*** Opening Input records ***

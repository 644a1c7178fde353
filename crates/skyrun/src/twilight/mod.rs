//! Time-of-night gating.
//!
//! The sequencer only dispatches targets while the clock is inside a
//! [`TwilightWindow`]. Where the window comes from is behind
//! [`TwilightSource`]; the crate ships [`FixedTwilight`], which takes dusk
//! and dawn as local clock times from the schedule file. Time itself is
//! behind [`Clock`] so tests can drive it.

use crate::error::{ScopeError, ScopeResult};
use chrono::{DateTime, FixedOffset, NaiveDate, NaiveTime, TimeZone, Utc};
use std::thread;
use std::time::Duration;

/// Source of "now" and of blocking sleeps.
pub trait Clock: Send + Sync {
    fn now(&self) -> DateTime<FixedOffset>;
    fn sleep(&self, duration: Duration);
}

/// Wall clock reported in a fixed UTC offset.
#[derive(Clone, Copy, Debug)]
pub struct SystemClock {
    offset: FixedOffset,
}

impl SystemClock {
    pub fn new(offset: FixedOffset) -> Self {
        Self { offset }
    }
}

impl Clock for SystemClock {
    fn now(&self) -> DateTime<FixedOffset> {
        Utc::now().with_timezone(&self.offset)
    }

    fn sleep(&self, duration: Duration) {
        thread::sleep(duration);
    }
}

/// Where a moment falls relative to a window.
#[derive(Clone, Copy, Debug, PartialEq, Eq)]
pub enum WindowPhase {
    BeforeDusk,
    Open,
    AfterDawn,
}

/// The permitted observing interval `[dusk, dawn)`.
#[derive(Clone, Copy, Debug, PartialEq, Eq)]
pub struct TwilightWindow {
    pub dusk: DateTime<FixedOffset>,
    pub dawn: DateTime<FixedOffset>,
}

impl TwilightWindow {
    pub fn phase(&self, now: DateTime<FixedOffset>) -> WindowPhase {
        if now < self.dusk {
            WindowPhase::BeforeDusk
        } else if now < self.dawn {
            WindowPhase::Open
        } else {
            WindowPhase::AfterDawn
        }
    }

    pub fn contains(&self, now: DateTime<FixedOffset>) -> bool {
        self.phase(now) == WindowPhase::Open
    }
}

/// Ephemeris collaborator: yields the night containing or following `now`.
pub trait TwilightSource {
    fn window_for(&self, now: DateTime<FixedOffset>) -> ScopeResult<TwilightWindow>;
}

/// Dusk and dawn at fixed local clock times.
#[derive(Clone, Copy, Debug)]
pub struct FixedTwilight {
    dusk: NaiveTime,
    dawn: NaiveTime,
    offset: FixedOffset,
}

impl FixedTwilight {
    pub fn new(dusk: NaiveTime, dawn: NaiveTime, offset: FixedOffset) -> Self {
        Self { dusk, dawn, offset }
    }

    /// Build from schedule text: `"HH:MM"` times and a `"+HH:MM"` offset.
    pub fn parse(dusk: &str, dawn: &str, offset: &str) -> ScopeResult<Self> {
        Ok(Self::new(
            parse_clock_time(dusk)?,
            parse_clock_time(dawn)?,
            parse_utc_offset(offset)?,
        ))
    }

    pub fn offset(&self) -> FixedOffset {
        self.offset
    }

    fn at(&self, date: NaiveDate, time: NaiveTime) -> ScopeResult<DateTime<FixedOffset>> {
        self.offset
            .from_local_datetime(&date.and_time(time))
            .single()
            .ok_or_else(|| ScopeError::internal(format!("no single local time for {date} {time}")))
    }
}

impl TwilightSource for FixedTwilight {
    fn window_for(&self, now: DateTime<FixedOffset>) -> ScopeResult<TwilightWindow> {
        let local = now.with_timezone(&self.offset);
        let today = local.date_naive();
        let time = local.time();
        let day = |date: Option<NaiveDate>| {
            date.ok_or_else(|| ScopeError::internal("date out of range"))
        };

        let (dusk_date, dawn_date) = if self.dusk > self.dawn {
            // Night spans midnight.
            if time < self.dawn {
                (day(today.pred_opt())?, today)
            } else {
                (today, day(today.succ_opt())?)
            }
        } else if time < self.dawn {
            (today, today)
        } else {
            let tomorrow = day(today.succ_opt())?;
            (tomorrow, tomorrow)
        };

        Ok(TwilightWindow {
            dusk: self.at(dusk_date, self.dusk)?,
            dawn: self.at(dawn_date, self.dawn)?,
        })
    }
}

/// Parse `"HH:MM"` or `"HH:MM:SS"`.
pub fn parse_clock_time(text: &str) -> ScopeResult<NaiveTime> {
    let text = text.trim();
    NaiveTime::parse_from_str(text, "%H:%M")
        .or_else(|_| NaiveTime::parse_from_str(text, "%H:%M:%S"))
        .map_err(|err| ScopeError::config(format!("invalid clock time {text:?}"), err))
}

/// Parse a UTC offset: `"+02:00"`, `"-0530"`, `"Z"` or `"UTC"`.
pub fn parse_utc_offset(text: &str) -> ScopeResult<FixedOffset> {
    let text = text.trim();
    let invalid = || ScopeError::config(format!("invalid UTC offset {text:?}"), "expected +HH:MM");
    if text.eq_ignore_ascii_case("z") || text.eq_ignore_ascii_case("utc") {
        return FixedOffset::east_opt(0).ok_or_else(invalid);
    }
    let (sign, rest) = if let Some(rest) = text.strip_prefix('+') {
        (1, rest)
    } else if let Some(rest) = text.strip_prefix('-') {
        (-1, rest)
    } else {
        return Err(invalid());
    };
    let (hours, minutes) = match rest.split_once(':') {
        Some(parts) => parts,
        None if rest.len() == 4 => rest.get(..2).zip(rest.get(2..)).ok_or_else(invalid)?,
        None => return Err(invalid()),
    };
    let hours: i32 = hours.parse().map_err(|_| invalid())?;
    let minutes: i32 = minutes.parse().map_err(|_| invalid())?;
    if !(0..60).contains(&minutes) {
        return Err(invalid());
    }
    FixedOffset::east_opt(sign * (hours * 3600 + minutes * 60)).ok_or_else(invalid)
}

*** Closing Input records ***
*** Opening Input records ***

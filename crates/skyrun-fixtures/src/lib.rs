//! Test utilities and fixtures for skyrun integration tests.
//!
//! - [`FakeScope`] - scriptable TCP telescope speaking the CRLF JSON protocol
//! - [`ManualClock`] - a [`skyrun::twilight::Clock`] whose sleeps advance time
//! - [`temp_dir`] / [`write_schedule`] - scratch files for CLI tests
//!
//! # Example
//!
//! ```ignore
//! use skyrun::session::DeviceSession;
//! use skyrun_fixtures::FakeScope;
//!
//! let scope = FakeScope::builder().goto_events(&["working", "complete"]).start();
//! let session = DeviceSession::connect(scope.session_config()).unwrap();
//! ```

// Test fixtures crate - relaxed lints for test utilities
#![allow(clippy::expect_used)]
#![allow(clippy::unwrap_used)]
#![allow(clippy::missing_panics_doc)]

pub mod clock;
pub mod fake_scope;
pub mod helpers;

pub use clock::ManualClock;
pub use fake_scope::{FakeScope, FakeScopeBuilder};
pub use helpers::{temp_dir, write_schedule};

*** Closing Input records ***
*** Opening Input records ***

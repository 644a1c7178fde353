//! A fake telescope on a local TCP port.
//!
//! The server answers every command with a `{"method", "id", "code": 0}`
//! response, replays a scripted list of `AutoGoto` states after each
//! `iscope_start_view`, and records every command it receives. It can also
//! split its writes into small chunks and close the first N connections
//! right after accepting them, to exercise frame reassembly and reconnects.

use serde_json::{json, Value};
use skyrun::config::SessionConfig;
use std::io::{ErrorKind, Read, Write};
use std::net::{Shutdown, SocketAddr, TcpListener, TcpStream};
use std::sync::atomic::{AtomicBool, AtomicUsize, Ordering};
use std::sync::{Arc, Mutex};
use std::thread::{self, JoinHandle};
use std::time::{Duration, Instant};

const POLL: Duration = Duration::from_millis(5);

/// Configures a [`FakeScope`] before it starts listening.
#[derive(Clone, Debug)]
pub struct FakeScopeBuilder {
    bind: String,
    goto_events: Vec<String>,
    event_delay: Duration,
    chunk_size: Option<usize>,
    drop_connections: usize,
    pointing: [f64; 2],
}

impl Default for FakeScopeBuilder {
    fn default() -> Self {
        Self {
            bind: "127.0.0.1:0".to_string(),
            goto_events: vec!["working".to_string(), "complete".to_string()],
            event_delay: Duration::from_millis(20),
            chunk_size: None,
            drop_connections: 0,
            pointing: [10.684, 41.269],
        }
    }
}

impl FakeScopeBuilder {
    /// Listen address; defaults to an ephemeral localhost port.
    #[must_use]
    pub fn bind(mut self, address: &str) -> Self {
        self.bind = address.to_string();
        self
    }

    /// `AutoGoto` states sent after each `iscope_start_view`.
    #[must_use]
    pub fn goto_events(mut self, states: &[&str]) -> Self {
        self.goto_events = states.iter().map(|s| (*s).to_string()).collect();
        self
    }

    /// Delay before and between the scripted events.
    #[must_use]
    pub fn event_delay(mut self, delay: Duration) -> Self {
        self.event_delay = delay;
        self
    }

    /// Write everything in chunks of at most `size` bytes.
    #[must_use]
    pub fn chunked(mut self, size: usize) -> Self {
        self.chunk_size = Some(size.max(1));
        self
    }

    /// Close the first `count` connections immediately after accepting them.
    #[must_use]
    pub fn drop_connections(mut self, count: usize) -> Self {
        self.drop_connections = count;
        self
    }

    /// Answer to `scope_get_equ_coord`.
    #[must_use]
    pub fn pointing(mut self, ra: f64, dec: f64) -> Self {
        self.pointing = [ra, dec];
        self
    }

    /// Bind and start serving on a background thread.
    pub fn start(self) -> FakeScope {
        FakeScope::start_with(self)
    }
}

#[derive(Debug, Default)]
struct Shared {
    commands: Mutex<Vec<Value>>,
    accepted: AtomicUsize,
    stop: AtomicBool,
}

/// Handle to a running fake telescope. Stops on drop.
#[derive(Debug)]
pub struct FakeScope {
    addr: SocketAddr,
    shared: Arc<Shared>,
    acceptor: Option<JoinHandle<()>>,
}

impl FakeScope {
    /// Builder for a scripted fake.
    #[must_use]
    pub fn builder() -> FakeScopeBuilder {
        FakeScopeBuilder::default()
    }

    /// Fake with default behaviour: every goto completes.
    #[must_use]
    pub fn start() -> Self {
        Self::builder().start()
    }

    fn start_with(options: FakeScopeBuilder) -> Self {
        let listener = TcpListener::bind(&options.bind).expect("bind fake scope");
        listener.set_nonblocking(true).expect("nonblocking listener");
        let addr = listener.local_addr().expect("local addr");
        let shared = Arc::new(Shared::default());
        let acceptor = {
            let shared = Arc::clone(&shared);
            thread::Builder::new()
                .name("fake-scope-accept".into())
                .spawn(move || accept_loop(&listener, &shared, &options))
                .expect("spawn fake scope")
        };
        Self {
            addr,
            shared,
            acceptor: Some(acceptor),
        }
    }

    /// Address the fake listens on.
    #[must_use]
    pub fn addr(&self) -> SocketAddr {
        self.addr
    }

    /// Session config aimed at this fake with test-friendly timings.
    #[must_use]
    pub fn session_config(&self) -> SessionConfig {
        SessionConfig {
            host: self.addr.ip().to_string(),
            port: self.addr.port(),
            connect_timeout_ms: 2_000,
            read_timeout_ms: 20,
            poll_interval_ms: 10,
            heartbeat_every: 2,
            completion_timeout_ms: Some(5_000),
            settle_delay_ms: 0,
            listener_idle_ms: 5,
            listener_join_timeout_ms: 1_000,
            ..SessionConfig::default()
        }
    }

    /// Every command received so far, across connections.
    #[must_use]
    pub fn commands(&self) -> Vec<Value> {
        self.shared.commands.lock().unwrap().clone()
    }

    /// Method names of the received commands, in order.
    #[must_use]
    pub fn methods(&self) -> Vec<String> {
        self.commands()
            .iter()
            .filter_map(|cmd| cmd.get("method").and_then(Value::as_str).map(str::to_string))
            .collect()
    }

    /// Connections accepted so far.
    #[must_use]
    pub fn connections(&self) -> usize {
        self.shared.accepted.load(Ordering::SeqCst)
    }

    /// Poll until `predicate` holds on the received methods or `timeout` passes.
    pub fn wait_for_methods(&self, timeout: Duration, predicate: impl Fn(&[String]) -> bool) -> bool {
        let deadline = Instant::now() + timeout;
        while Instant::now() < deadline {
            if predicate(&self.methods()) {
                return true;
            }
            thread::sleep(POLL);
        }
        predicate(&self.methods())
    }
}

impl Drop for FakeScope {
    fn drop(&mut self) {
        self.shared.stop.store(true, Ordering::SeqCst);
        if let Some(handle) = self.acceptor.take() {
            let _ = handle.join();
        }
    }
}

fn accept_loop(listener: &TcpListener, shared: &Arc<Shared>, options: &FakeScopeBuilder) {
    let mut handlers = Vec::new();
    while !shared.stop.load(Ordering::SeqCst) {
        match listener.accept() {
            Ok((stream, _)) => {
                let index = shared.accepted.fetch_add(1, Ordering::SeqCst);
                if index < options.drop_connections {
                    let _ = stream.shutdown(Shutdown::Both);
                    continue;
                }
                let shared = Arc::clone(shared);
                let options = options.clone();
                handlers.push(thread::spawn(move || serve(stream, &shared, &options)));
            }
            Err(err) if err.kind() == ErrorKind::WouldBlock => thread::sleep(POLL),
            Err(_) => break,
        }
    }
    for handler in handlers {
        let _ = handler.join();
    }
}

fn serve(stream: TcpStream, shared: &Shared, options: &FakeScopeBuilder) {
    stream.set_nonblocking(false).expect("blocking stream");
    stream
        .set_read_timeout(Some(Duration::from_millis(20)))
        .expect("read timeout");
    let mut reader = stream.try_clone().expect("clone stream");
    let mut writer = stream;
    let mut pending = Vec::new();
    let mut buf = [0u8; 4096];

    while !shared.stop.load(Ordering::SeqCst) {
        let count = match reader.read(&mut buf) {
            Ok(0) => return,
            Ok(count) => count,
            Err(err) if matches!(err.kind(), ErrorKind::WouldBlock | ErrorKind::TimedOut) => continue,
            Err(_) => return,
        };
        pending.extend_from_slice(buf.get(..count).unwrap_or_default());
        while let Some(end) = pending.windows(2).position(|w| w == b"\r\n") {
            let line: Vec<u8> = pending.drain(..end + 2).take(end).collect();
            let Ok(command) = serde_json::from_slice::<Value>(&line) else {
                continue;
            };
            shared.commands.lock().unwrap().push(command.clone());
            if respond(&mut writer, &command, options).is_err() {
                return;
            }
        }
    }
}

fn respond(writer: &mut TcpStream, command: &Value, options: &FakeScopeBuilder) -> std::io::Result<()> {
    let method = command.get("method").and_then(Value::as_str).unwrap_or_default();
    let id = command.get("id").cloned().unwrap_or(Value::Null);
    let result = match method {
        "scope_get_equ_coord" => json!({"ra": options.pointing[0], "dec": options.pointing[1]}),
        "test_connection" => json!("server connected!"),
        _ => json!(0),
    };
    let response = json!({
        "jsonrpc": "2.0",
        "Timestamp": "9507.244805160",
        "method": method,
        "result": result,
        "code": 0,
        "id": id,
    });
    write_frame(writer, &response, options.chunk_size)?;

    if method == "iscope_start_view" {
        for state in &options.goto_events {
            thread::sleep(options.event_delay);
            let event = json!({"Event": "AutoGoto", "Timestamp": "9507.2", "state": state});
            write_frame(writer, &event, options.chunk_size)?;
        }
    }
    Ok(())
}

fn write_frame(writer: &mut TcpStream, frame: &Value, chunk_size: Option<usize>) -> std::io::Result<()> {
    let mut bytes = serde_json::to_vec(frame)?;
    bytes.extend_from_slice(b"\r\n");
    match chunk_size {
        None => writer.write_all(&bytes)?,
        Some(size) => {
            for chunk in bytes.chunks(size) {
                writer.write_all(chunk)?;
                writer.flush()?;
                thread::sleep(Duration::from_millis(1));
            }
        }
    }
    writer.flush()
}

*** Closing Input records ***

#### Your goal:
Search the entries above for "ScopeError". Show every line that has it.

#### Finished task:
use crate::error::{ScopeError, ScopeResult};
            .ok_or_else(|| ScopeError::internal(format!("no single local time for {date} {time}")))
            date.ok_or_else(|| ScopeError::internal("date out of range"))
        .map_err(|err| ScopeError::config(format!("invalid clock time {text:?}"), err))
    let invalid = || ScopeError::config(format!("invalid UTC offset {text:?}"), "expected +HH:MM");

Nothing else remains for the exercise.